Gum health is a central part of your overall dental health. Your gum tissue plays a critical role in creating and maintaining a seal between your mouth and your circulatory system.
Most people know that the human mouth is filled with bacteria. While not all oral bacteria are harmful, there are certain types that can cause significant health problems if allowed to enter the bloodstream and spread throughout the body.
There are numerous ways your gums can change over time. Many people find that their gums recede as the years pass, slowly wearing away and exposing more of your tooth root surface. That is the basis of the old saying “long in the tooth” to refer to a person’s age.

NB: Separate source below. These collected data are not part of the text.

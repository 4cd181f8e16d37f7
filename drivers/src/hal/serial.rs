//! Serial line configuration and error types.
//!
//! These types are platform-independent: they describe what the line should
//! look like, not how a particular UART encodes it.

use core::fmt;

/// Supported line rates. No other rate is accepted by the control plane.
#[derive(Debug, Copy, Clone, PartialEq, Eq, PartialOrd, Ord)]
pub enum BaudRate {
    B9600,
    B19200,
    B38400,
    B57600,
    B115200,
}

impl BaudRate {
    /// All supported rates, slowest first.
    pub const ALL: [BaudRate; 5] = [
        BaudRate::B9600,
        BaudRate::B19200,
        BaudRate::B38400,
        BaudRate::B57600,
        BaudRate::B115200,
    ];

    pub const fn bps(self) -> u32 {
        match self {
            BaudRate::B9600 => 9600,
            BaudRate::B19200 => 19200,
            BaudRate::B38400 => 38400,
            BaudRate::B57600 => 57600,
            BaudRate::B115200 => 115200,
        }
    }

    /// Look up an enumerated rate by its bits-per-second value.
    pub fn from_bps(bps: u32) -> Option<Self> {
        Self::ALL.into_iter().find(|rate| rate.bps() == bps)
    }
}

impl fmt::Display for BaudRate {
    fn fmt(&self, f: &mut fmt::Formatter<'_>) -> fmt::Result {
        write!(f, "{}", self.bps())
    }
}

/// Number of data bits per frame.
#[derive(Debug, Copy, Clone, PartialEq, Eq)]
pub enum DataBits {
    Seven,
    Eight,
}

impl DataBits {
    pub const fn count(self) -> u8 {
        match self {
            DataBits::Seven => 7,
            DataBits::Eight => 8,
        }
    }

    pub fn from_count(count: u8) -> Option<Self> {
        match count {
            7 => Some(DataBits::Seven),
            8 => Some(DataBits::Eight),
            _ => None,
        }
    }
}

/// Line configuration owned by the device.
///
/// The divisor derived from `baud_rate` and `system_clock_hz` must fit the
/// 16-bit baud register; this is checked every time the configuration is
/// programmed, never assumed.
#[derive(Debug, Copy, Clone, PartialEq, Eq)]
pub struct DeviceConfig {
    pub baud_rate: BaudRate,
    pub data_bits: DataBits,
    pub system_clock_hz: u32,
}

impl DeviceConfig {
    pub const fn new(baud_rate: BaudRate, data_bits: DataBits, system_clock_hz: u32) -> Self {
        Self {
            baud_rate,
            data_bits,
            system_clock_hz,
        }
    }

    pub const fn with_baud_rate(self, baud_rate: BaudRate) -> Self {
        Self { baud_rate, ..self }
    }

    pub const fn with_data_bits(self, data_bits: DataBits) -> Self {
        Self { data_bits, ..self }
    }
}

impl Default for DeviceConfig {
    /// 9600 baud, 8 data bits, clocked from the selected platform's core clock.
    fn default() -> Self {
        Self::new(
            BaudRate::B9600,
            DataBits::Eight,
            crate::platform::SYSTEM_CLOCK_HZ,
        )
    }
}

/// Register region that an attach step failed to map.
#[derive(Debug, Copy, Clone, PartialEq, Eq)]
pub enum Region {
    /// GPIO function-select and pull registers.
    Gpio,
    /// Auxiliary peripheral block holding the Mini UART.
    Aux,
}

/// Errors reported by the Mini UART driver and its control plane.
#[derive(Debug, Copy, Clone, PartialEq, Eq)]
pub enum UartError {
    /// Baud rate is zero or faster than `clock / 8`.
    InvalidBaudRate,
    /// Derived divisor does not fit the 16-bit baud register.
    BaudOverflow,
    /// No transmit FIFO space appeared before the deadline.
    TxTimeout,
    /// Hardware reported a receive overrun. Counted, never fatal.
    RxOverrun,
    /// Control command could not be parsed or names an unsupported value.
    InvalidCommand,
    /// Copy between an endpoint and the caller's buffer failed.
    TransferFault,
    /// Register mapping was unavailable; the device never came up.
    AttachFailure(Region),
    /// The endpoint does not offer this operation.
    Unsupported,
}

impl fmt::Display for UartError {
    fn fmt(&self, f: &mut fmt::Formatter<'_>) -> fmt::Result {
        match self {
            UartError::InvalidBaudRate => f.write_str("invalid baud rate"),
            UartError::BaudOverflow => f.write_str("baud divisor exceeds 16 bits"),
            UartError::TxTimeout => f.write_str("transmit timeout"),
            UartError::RxOverrun => f.write_str("receive FIFO overrun"),
            UartError::InvalidCommand => f.write_str("invalid command"),
            UartError::TransferFault => f.write_str("user buffer transfer fault"),
            UartError::AttachFailure(region) => write!(f, "failed to map {region:?} registers"),
            UartError::Unsupported => f.write_str("operation not supported"),
        }
    }
}
use crate::hw::{Block, Register, RegisterAccess};
use core::ptr::{read_volatile, write_volatile};

/// Maps physical register windows into the caller's address space.
///
/// The mapping lifecycle belongs to the host environment; the driver only
/// asks for a window and hands it back on detach.
pub trait IoMapper {
    /// Map `len` bytes at physical address `phys`, returning the virtual base.
    fn map(&mut self, phys: usize, len: usize) -> Option<usize>;

    /// Release a window previously returned by [`IoMapper::map`].
    fn unmap(&mut self, virt: usize, len: usize);
}

/// Mapper for bare-metal targets running with physical = virtual addresses.
#[derive(Debug, Default, Copy, Clone)]
pub struct IdentityMapper;

impl IoMapper for IdentityMapper {
    fn map(&mut self, phys: usize, _len: usize) -> Option<usize> {
        Some(phys)
    }

    fn unmap(&mut self, _virt: usize, _len: usize) {}
}

/// Volatile memory-mapped access to the AUX and GPIO register blocks.
#[derive(Debug)]
pub struct MmioRegisters {
    aux: usize,
    gpio: usize,
}

impl MmioRegisters {
    /// Create register access over already-mapped windows.
    ///
    /// # Safety
    ///
    /// - `aux` and `gpio` must be the virtual bases of mapped AUX and GPIO
    ///   register windows, valid for the lifetime of this object
    /// - Memory must be mapped as device memory
    /// - Only one instance should drive the Mini UART at a time
    pub const unsafe fn new(aux: usize, gpio: usize) -> Self {
        Self { aux, gpio }
    }

    pub fn aux_base(&self) -> usize {
        self.aux
    }

    pub fn gpio_base(&self) -> usize {
        self.gpio
    }

    #[inline]
    fn addr(&self, reg: Register) -> usize {
        let base = match reg.block() {
            Block::Aux => self.aux,
            Block::Gpio => self.gpio,
        };
        base + reg.offset()
    }
}

impl RegisterAccess for MmioRegisters {
    #[inline]
    fn read32(&self, reg: Register) -> u32 {
        // SAFETY: `new` requires both windows to be mapped for our lifetime.
        unsafe { read_volatile(self.addr(reg) as *const u32) }
    }

    #[inline]
    fn write32(&self, reg: Register, value: u32) {
        // SAFETY: `new` requires both windows to be mapped for our lifetime.
        unsafe { write_volatile(self.addr(reg) as *mut u32, value) }
    }

    fn barrier(&self) {
        cfg_if::cfg_if! {
            if #[cfg(target_arch = "aarch64")] {
                // SAFETY: `dsb` only orders memory accesses.
                unsafe { core::arch::asm!("dsb sy", options(nostack, preserves_flags)) };
            } else {
                core::sync::atomic::fence(core::sync::atomic::Ordering::SeqCst);
            }
        }
    }
}

// SAFETY: MmioRegisters wraps memory-mapped hardware; callers serialize the
// register sequences that must not interleave.
unsafe impl Send for MmioRegisters {}
unsafe impl Sync for MmioRegisters {}

#[cfg(test)]
mod tests {
    use super::*;

    #[test]
    fn accesses_land_at_block_offsets() {
        let mut aux = vec![0u32; 0x80 / 4];
        let mut gpio = vec![0u32; 0x100 / 4];
        let regs =
            unsafe { MmioRegisters::new(aux.as_mut_ptr() as usize, gpio.as_mut_ptr() as usize) };

        regs.write32(Register::MuBaud, 541);
        regs.write32(Register::GpPupPdn0, 0x4000_0000);
        regs.barrier();

        assert_eq!(regs.read32(Register::MuBaud), 541);
        assert_eq!(aux[0x68 / 4], 541);
        assert_eq!(gpio[0xE4 / 4], 0x4000_0000);
    }

    #[test]
    fn identity_mapper_returns_the_physical_address() {
        assert_eq!(IdentityMapper.map(0xFE21_5000, 0x6C), Some(0xFE21_5000));
    }
}
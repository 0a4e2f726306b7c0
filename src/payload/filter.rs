//! Filter/Rule Builder: search conditions into the CRM's dynamic-filter JSON.

use crate::payload::{Filter, FilterRule};
use crate::request::{CombineOperation, ContactKind, SearchCondition};

/// Pure transform; condition order is caller-visible and preserved in the
/// resulting rule array. Filter types and operations are not validated here.
pub fn build_filter(
    kind: ContactKind,
    conditions: &[SearchCondition],
    combine: CombineOperation,
) -> Filter {
    let rules: Vec<FilterRule> = conditions
        .iter()
        .map(|condition| FilterRule {
            lhs: condition.filter_type.clone(),
            condition: condition.search_operation.clone(),
            rhs: condition.value.clone(),
        })
        .collect();

    match combine {
        CombineOperation::All => Filter {
            contact_type: kind.contact_type(),
            rules: Some(rules),
            or_rules: None,
        },
        CombineOperation::Any => Filter {
            contact_type: kind.contact_type(),
            rules: None,
            or_rules: Some(rules),
        },
    }
}
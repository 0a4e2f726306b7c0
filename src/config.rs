use std::env;

/// Agile CRM account credentials supplied by the host.
#[derive(Debug, Clone)]
pub struct Credentials {
    pub email: String,
    pub api_key: String,
    pub subdomain: String,
}

impl Credentials {
    pub fn new(
        email: impl Into<String>,
        api_key: impl Into<String>,
        subdomain: impl Into<String>,
    ) -> Self {
        Self {
            email: email.into(),
            api_key: api_key.into(),
            subdomain: subdomain.into(),
        }
    }

    pub fn from_env() -> anyhow::Result<Self> {
        Ok(Self {
            email: env::var("AGILE_CRM_EMAIL")?,
            api_key: env::var("AGILE_CRM_API_KEY")?,
            subdomain: env::var("AGILE_CRM_SUBDOMAIN")?,
        })
    }

    /// Per-account REST base, all endpoint paths are relative to this.
    pub fn base_url(&self) -> String {
        format!("https://{}.agilecrm.com/dev/", self.subdomain)
    }
}
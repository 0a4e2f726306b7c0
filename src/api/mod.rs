//! Authenticated HTTP access to the Agile CRM REST API.

use reqwest::header::ACCEPT;
use reqwest::{Method, StatusCode};
use serde_json::{json, Value};
use tracing::{debug, warn};

use crate::config::Credentials;
use crate::error::{CrmError, Result};
use crate::payload::ContactUpdate;

/// Body variants a single dispatch can carry.
#[derive(Debug, Clone, Copy)]
pub enum RequestBody<'a> {
    None,
    Json(&'a Value),
    /// Sent as `application/x-www-form-urlencoded`.
    Form(&'a [(&'a str, String)]),
}

pub struct CrmClient {
    http: reqwest::Client,
    credentials: Credentials,
    base_url: String,
}

fn build_http_client() -> reqwest::Client {
    reqwest::Client::builder()
        .user_agent(concat!("agile-crm-adapter/", env!("CARGO_PKG_VERSION")))
        .build()
        .expect("failed to build http client")
}

impl CrmClient {
    pub fn new(credentials: Credentials) -> Self {
        let base_url = credentials.base_url();
        Self {
            http: build_http_client(),
            credentials,
            base_url,
        }
    }

    /// Points the client at a different base URL, keeping the same auth.
    pub fn with_base_url(credentials: Credentials, base_url: impl Into<String>) -> Self {
        Self {
            http: build_http_client(),
            credentials,
            base_url: base_url.into(),
        }
    }

    /// Issues one authenticated call and parses the JSON response. GET and
    /// DELETE never carry a JSON body even if one is supplied; the CRM
    /// rejects bodies on those methods.
    pub async fn request(
        &self,
        method: Method,
        endpoint: &str,
        body: RequestBody<'_>,
    ) -> Result<Value> {
        let url = format!("{}{}", self.base_url, endpoint);
        let mut builder = self
            .http
            .request(method.clone(), &url)
            .basic_auth(&self.credentials.email, Some(&self.credentials.api_key))
            .header(ACCEPT, "application/json");

        match body {
            RequestBody::Form(fields) => builder = builder.form(fields),
            RequestBody::Json(value)
                if method != Method::GET && method != Method::DELETE =>
            {
                builder = builder.json(value)
            }
            _ => {}
        }

        debug!(%method, endpoint, "dispatching request");
        let response = builder
            .send()
            .await
            .map_err(|source| CrmError::transport(endpoint, source))?;

        let status = response.status();
        let text = response
            .text()
            .await
            .map_err(|source| CrmError::transport(endpoint, source))?;

        if !status.is_success() {
            return Err(CrmError::Api {
                status,
                endpoint: endpoint.to_string(),
                body: text,
            });
        }

        parse_response(endpoint, status, text)
    }

    /// Performs a logical contact/company update. The CRM exposes no
    /// combined endpoint, so each populated category goes out as its own
    /// PUT, in fixed order, and the last response wins. There is no
    /// rollback: a failure part-way leaves earlier categories applied
    /// server-side.
    pub async fn update_contact(&self, payload: &ContactUpdate) -> Result<Value> {
        if payload.is_empty() {
            debug!(id = %payload.id, "no update categories populated, nothing to send");
            return Ok(Value::Null);
        }

        let mut last = Value::Null;
        let mut applied: Vec<&'static str> = Vec::new();

        if let Some(properties) = &payload.properties {
            let body = json!({ "id": payload.id, "properties": properties });
            last = self
                .edit_step("api/contacts/edit-properties", &body, &applied)
                .await?;
            applied.push("properties");
        }
        if let Some(lead_score) = &payload.lead_score {
            let body = json!({ "id": payload.id, "lead_score": lead_score });
            last = self
                .edit_step("api/contacts/edit/lead-score", &body, &applied)
                .await?;
            applied.push("lead_score");
        }
        if let Some(tags) = &payload.tags {
            let body = json!({ "id": payload.id, "tags": tags });
            last = self
                .edit_step("api/contacts/edit/tags", &body, &applied)
                .await?;
            applied.push("tags");
        }
        if let Some(star_value) = &payload.star_value {
            let body = json!({ "id": payload.id, "star_value": star_value });
            last = self
                .edit_step("api/contacts/edit/add-star", &body, &applied)
                .await?;
        }

        Ok(last)
    }

    async fn edit_step(
        &self,
        endpoint: &str,
        body: &Value,
        applied: &[&'static str],
    ) -> Result<Value> {
        match self.request(Method::PUT, endpoint, RequestBody::Json(body)).await {
            Ok(response) => Ok(response),
            Err(err) => {
                if !applied.is_empty() {
                    warn!(
                        endpoint,
                        applied = ?applied,
                        "contact update failed part-way; earlier categories remain applied"
                    );
                }
                Err(err)
            }
        }
    }
}

/// Best-effort JSON parse; the CRM answers some calls (notably DELETE) with
/// an empty body.
fn parse_response(endpoint: &str, status: StatusCode, text: String) -> Result<Value> {
    if text.is_empty() {
        return Ok(Value::Null);
    }
    serde_json::from_str(&text).map_err(|source| CrmError::Decode {
        status,
        endpoint: endpoint.to_string(),
        source,
    })
}
//! Typed per-record operation model. The host resolves its per-record
//! parameters into one [`CrmRequest`] before dispatch, so every field the
//! adapter consumes is checked at compile time instead of looked up by name.

use crate::payload::{BodySource, DealCustomData};

/// Which record type a contact-family operation targets.
#[derive(Debug, Clone, Copy, PartialEq, Eq)]
pub enum ContactKind {
    Person,
    Company,
}

impl ContactKind {
    /// Discriminator value the CRM expects in filters and create bodies.
    pub fn contact_type(self) -> &'static str {
        match self {
            ContactKind::Person => "PERSON",
            ContactKind::Company => "COMPANY",
        }
    }
}

/// Whether multiple search conditions are ANDed or ORed.
#[derive(Debug, Clone, Copy, PartialEq, Eq)]
pub enum CombineOperation {
    All,
    Any,
}

/// One user-specified search predicate. The filter type and operation are
/// passed through to the CRM unchecked; invalid combinations are rejected
/// server-side.
#[derive(Debug, Clone)]
pub struct SearchCondition {
    pub filter_type: String,
    pub search_operation: String,
    pub value: String,
}

/// How a contact/company get-all resolves.
#[derive(Debug, Clone)]
pub enum ListScope {
    /// Unfiltered listing with no page-size limit.
    All,
    /// Unfiltered listing capped at `limit` records.
    Page { limit: u32 },
    /// Dynamic-filter search.
    Filtered {
        conditions: Vec<SearchCondition>,
        combine: CombineOperation,
        limit: u32,
        sort_key: String,
    },
}

/// Structured additional fields for contact/company create and update.
/// The `emails`/`addresses`/`phones` lists apply to persons, the scalar
/// `email`/`address`/`phone` to companies; the mapper selects by kind.
#[derive(Debug, Clone, Default)]
pub struct ContactFields {
    pub star_value: Option<String>,
    pub tags: Option<Vec<String>>,
    /// Update-only, persons only; sent top-level rather than as a property.
    pub lead_score: Option<String>,
    pub first_name: Option<String>,
    pub last_name: Option<String>,
    pub company: Option<String>,
    pub title: Option<String>,
    pub emails: Vec<EmailEntry>,
    pub addresses: Vec<AddressEntry>,
    pub phones: Vec<PhoneEntry>,
    pub email: Option<String>,
    pub address: Option<String>,
    pub phone: Option<String>,
    pub websites: Vec<WebsiteEntry>,
    pub custom_properties: Vec<CustomPropertyEntry>,
}

#[derive(Debug, Clone)]
pub struct EmailEntry {
    pub subtype: String,
    pub email: String,
}

#[derive(Debug, Clone)]
pub struct AddressEntry {
    pub subtype: String,
    pub address: String,
}

#[derive(Debug, Clone)]
pub struct PhoneEntry {
    pub subtype: String,
    pub number: String,
}

#[derive(Debug, Clone)]
pub struct WebsiteEntry {
    pub subtype: String,
    pub url: String,
}

#[derive(Debug, Clone)]
pub struct CustomPropertyEntry {
    pub name: String,
    pub subtype: Option<String>,
    pub value: String,
}

/// Structured fields for deal create; the five scalars are mandatory.
#[derive(Debug, Clone)]
pub struct DealCreateFields {
    pub name: String,
    /// ISO-8601 date or datetime, converted to epoch milliseconds.
    pub close_date: String,
    pub expected_value: f64,
    pub milestone: String,
    pub probability: i64,
    pub contact_ids: Option<Vec<String>>,
    pub custom_data: Option<Vec<DealCustomData>>,
}

/// Structured fields for deal partial update; absent fields are left
/// untouched server-side.
#[derive(Debug, Clone, Default)]
pub struct DealUpdateFields {
    pub expected_value: Option<f64>,
    pub name: Option<String>,
    pub probability: Option<i64>,
    pub contact_ids: Option<Vec<String>>,
    pub custom_data: Option<Vec<DealCustomData>>,
}

/// One contact/company operation.
#[derive(Debug, Clone)]
pub enum ContactRequest {
    Get {
        kind: ContactKind,
        id: String,
    },
    Delete {
        kind: ContactKind,
        id: String,
    },
    GetAll {
        kind: ContactKind,
        scope: ListScope,
    },
    Create {
        kind: ContactKind,
        body: BodySource<ContactFields>,
    },
    Update {
        kind: ContactKind,
        id: String,
        body: BodySource<ContactFields>,
    },
}

/// Deal listings have no filtered search, only the optional page cap.
#[derive(Debug, Clone)]
pub enum DealListScope {
    All,
    Page { limit: u32 },
}

/// One deal (opportunity) operation.
#[derive(Debug, Clone)]
pub enum DealRequest {
    Get {
        id: String,
    },
    Delete {
        id: String,
    },
    GetAll {
        scope: DealListScope,
    },
    Create {
        body: BodySource<DealCreateFields>,
    },
    Update {
        id: String,
        body: BodySource<DealUpdateFields>,
    },
}

/// One input record, fully resolved.
#[derive(Debug, Clone)]
pub enum CrmRequest {
    Contact(ContactRequest),
    Deal(DealRequest),
}
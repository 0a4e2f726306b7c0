//! Request-body construction: flat user fields in, CRM wire shapes out.

use serde_json::{Map, Value};

use crate::error::{CrmError, Result};

pub mod contact;
pub mod deal;
pub mod filter;
mod models;

pub use models::{
    ContactBody, ContactUpdate, DealCreate, DealCustomData, DealUpdate, Filter, FilterRule,
    Property, PropertyKind,
};

/// Where a request body comes from. Exactly one construction path is active
/// per invocation: the raw JSON string is used verbatim, or the structured
/// field-by-field builder runs, never both.
#[derive(Debug, Clone)]
pub enum BodySource<T> {
    Raw(String),
    Structured(T),
}

/// Parses a raw additional-fields override. An empty string yields an empty
/// body; anything else must parse as a JSON object.
pub(crate) fn parse_raw_json(raw: &str) -> Result<Map<String, Value>> {
    if raw.is_empty() {
        return Ok(Map::new());
    }
    let value: Value = serde_json::from_str(raw)
        .map_err(|_| CrmError::validation("Additional fields must be a valid JSON"))?;
    match value {
        Value::Object(map) => Ok(map),
        _ => Err(CrmError::validation(
            "Additional fields must be a valid JSON",
        )),
    }
}
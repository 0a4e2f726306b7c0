//! Property Mapper: flat contact/company fields into the CRM's typed
//! property-list representation.

use serde_json::Value;

use crate::error::{CrmError, Result};
use crate::payload::{parse_raw_json, BodySource, ContactBody, ContactUpdate, Property};
use crate::request::{ContactFields, ContactKind};

// The CRM only accepts websites under this misspelled key. Intentional,
// do not correct.
const WEBSITE_WIRE_NAME: &str = "webiste";

/// Builds the create-mode wire body for a contact or company.
pub fn build_create_body(kind: ContactKind, source: &BodySource<ContactFields>) -> Result<Value> {
    match source {
        BodySource::Raw(raw) => Ok(Value::Object(parse_raw_json(raw)?)),
        BodySource::Structured(fields) => {
            let body = ContactBody {
                // The CRM defaults new records to persons.
                record_type: match kind {
                    ContactKind::Company => Some("COMPANY"),
                    ContactKind::Person => None,
                },
                star_value: fields.star_value.clone(),
                tags: fields.tags.clone(),
                properties: map_properties(kind, fields),
            };
            Ok(serde_json::to_value(body).expect("contact body serializes"))
        }
    }
}

/// Builds the logical update payload for a contact or company. The record
/// type is never set here; the CRM does not allow changing it.
pub fn build_update(
    kind: ContactKind,
    id: &str,
    source: &BodySource<ContactFields>,
) -> Result<ContactUpdate> {
    let mut payload = match source {
        BodySource::Raw(raw) => {
            let map = parse_raw_json(raw)?;
            serde_json::from_value::<ContactUpdate>(Value::Object(map))
                .map_err(|_| CrmError::validation("Additional fields must be a valid JSON"))?
        }
        BodySource::Structured(fields) => {
            let properties = map_properties(kind, fields);
            ContactUpdate {
                id: String::new(),
                properties: if properties.is_empty() {
                    None
                } else {
                    Some(properties)
                },
                lead_score: match kind {
                    ContactKind::Person => fields.lead_score.clone(),
                    ContactKind::Company => None,
                },
                tags: fields.tags.clone(),
                star_value: fields.star_value.clone(),
            }
        }
    };
    payload.id = id.to_string();
    Ok(payload)
}

fn map_properties(kind: ContactKind, fields: &ContactFields) -> Vec<Property> {
    let mut properties = Vec::new();

    match kind {
        ContactKind::Person => {
            if let Some(first_name) = &fields.first_name {
                properties.push(Property::system("first_name", first_name));
            }
            if let Some(last_name) = &fields.last_name {
                properties.push(Property::system("last_name", last_name));
            }
            if let Some(company) = &fields.company {
                properties.push(Property::system("company", company));
            }
            if let Some(title) = &fields.title {
                properties.push(Property::system("title", title));
            }
            for entry in &fields.emails {
                properties.push(Property::system_subtyped("email", &entry.subtype, &entry.email));
            }
            for entry in &fields.addresses {
                properties.push(Property::system_subtyped(
                    "address",
                    &entry.subtype,
                    &entry.address,
                ));
            }
            for entry in &fields.phones {
                properties.push(Property::system_subtyped("phone", &entry.subtype, &entry.number));
            }
        }
        ContactKind::Company => {
            if let Some(email) = &fields.email {
                properties.push(Property::system("email", email));
            }
            if let Some(address) = &fields.address {
                properties.push(Property::system("address", address));
            }
            if let Some(phone) = &fields.phone {
                properties.push(Property::system("phone", phone));
            }
        }
    }

    for entry in &fields.websites {
        properties.push(Property::system_subtyped(
            WEBSITE_WIRE_NAME,
            &entry.subtype,
            &entry.url,
        ));
    }
    for entry in &fields.custom_properties {
        properties.push(Property::custom(
            &entry.name,
            entry.subtype.clone(),
            &entry.value,
        ));
    }

    properties
}
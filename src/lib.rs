//! Agile CRM integration adapter.
//!
//! Translates create/get/get-all/update/delete operations over contacts,
//! companies and deals into authenticated calls against the Agile CRM REST
//! API, and folds the JSON responses back into one flat record list. The
//! host resolves its per-record parameters into [`CrmRequest`] values and
//! hands a batch to [`AgileCrmService::execute`]; processing is strictly
//! sequential and the first failure aborts the batch.

pub mod api;
pub mod config;
pub mod error;
pub mod payload;
pub mod request;
pub mod service;

pub use api::CrmClient;
pub use config::Credentials;
pub use error::{CrmError, Result};
pub use payload::BodySource;
pub use request::CrmRequest;
pub use service::AgileCrmService;
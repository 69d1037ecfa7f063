pub mod gateway;
pub mod identity;
pub mod lifecycle;
pub mod publish;
pub mod repository;
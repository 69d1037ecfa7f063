use async_trait::async_trait;
use chrono::{DateTime, NaiveDate, Utc};
use roam_shared::{AuditEntry, Booking, PaymentSession, SessionStatus, StayRange, Vehicle};
use uuid::Uuid;

use crate::lifecycle::LifecycleEvent;

#[derive(Debug, thiserror::Error)]
pub enum StoreError {
    /// The requested dates overlap an active booking. Carries the
    /// conflicting interval for the caller's diagnostics.
    #[error("dates conflict with existing booking {existing}")]
    Conflict { existing: StayRange },

    #[error("not found")]
    NotFound,

    #[error("event {event} not applicable from status {from}")]
    InvalidTransition { from: roam_shared::BookingStatus, event: LifecycleEvent },

    #[error(transparent)]
    Backend(#[from] anyhow::Error),
}

/// Input to the atomic reservation insert. The store owns id and
/// timestamp generation so retries cannot mint divergent rows.
#[derive(Debug, Clone)]
pub struct NewBooking {
    pub vehicle_id: Uuid,
    pub renter_id: Uuid,
    pub stay: StayRange,
    pub total_minor: i64,
    pub currency: String,
    pub actor: String,
}

#[derive(Debug, Clone)]
pub enum TransitionOutcome {
    /// The conditional update matched and the status changed.
    Applied(Booking),
    /// The booking was already terminal; nothing was written.
    AlreadyTerminal(Booking),
}

impl TransitionOutcome {
    pub fn booking(&self) -> &Booking {
        match self {
            TransitionOutcome::Applied(b) | TransitionOutcome::AlreadyTerminal(b) => b,
        }
    }
}

/// Durable booking store. Implementations must make
/// `create_reservation` and `transition` atomic: the overlap check plus
/// insert, and the status guard plus update plus audit append, each
/// commit fully or not at all under concurrent callers.
#[async_trait]
pub trait BookingStore: Send + Sync {
    /// Overlap-check-then-insert as one unit. Returns
    /// `StoreError::Conflict` when the stay overlaps a Pending or
    /// Confirmed booking on the same vehicle; writes the booking row
    /// and its "created" audit entry otherwise.
    async fn create_reservation(&self, new: NewBooking) -> Result<Booking, StoreError>;

    async fn get(&self, booking_id: Uuid) -> Result<Option<Booking>, StoreError>;

    /// Availability Index query: the first active booking interval
    /// overlapping `stay` on this vehicle, if any.
    async fn conflicting_booking(
        &self,
        vehicle_id: Uuid,
        stay: &StayRange,
    ) -> Result<Option<StayRange>, StoreError>;

    /// Conditional read-modify-write guarded by the event's source
    /// statuses, with a matching audit entry in the same unit of work.
    async fn transition(
        &self,
        booking_id: Uuid,
        event: LifecycleEvent,
        actor: &str,
    ) -> Result<TransitionOutcome, StoreError>;

    async fn attach_session(
        &self,
        booking_id: Uuid,
        session_id: Uuid,
        provider: &str,
    ) -> Result<(), StoreError>;

    /// Pending bookings created before `older_than`, for the
    /// reconciliation sweep.
    async fn find_stale_pending(
        &self,
        older_than: DateTime<Utc>,
    ) -> Result<Vec<Booking>, StoreError>;

    /// Confirmed bookings whose end date passed as of `as_of`, each
    /// moved to Completed through the same conditional primitive.
    /// Returns the bookings that actually transitioned.
    async fn sweep_completed(&self, as_of: NaiveDate) -> Result<Vec<Booking>, StoreError>;

    async fn audit_trail(&self, booking_id: Uuid) -> Result<Vec<AuditEntry>, StoreError>;
}

#[async_trait]
pub trait PaymentSessionStore: Send + Sync {
    async fn create(&self, session: PaymentSession) -> Result<(), StoreError>;

    async fn find_by_provider_session_id(
        &self,
        provider: &str,
        provider_session_id: &str,
    ) -> Result<Option<PaymentSession>, StoreError>;

    async fn find_by_booking(&self, booking_id: Uuid)
        -> Result<Option<PaymentSession>, StoreError>;

    /// Idempotent: marking a session with its current status is a
    /// no-op.
    async fn mark_status(&self, session_id: Uuid, status: SessionStatus)
        -> Result<(), StoreError>;
}

/// Read seam over the externally owned vehicle catalog.
#[async_trait]
pub trait VehicleCatalog: Send + Sync {
    async fn vehicle(&self, vehicle_id: Uuid) -> Result<Option<Vehicle>, StoreError>;
}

Untreated gum disease (periodontal disease) can also cause problems with gum tissue. Advanced gum disease allows “pockets” to form where your gums connect to your teeth. These pockets provide a great place for bacteria to rapidly multiply and can weaken the connection between your teeth and underlying bone tissue.
Gum grafting is a treatment that replaces a portion of your missing or recessed gum tissue. It serves to cover exposed tooth roots and provide bolstered protection against bacterial infection.
There are different types of gum grafting, and your practitioner will discuss the options best suited for your needs. The tissue used in the grafting procedure can come from the roof of your mouth or from the gum tissue surrounding the treatment area. It is also possible to source gum grafting tissue from a tissue bank.
When the tissue is fully removed from one area then attached to another, the process is called a free gingival graft. When the tissue is stretched from a nearby area of your own gums, the process is called a pedicle graft, commonly referred to as flap surgery.
All this talk of cutting and repositioning can make it seem as though gum grafting is a painful process. In reality, gum grafting can be performed with little or no pain.
Prior to your procedure, you’ll receive numbing medication to keep you comfortable from start to finish. If your graft requires removing tissue from the roof of your mouth, a special type of liquid bandage is applied to soothe and protect the area.
Your gums are among the fastest-healing tissues in your body. Following your post-procedure care instructions will speed the process along. If you experience lingering discomfort, over-the-counter pain medications can usually bring relief. If you receive a prescription for antibiotics, it’s important to take them as directed to reduce the risk of infection.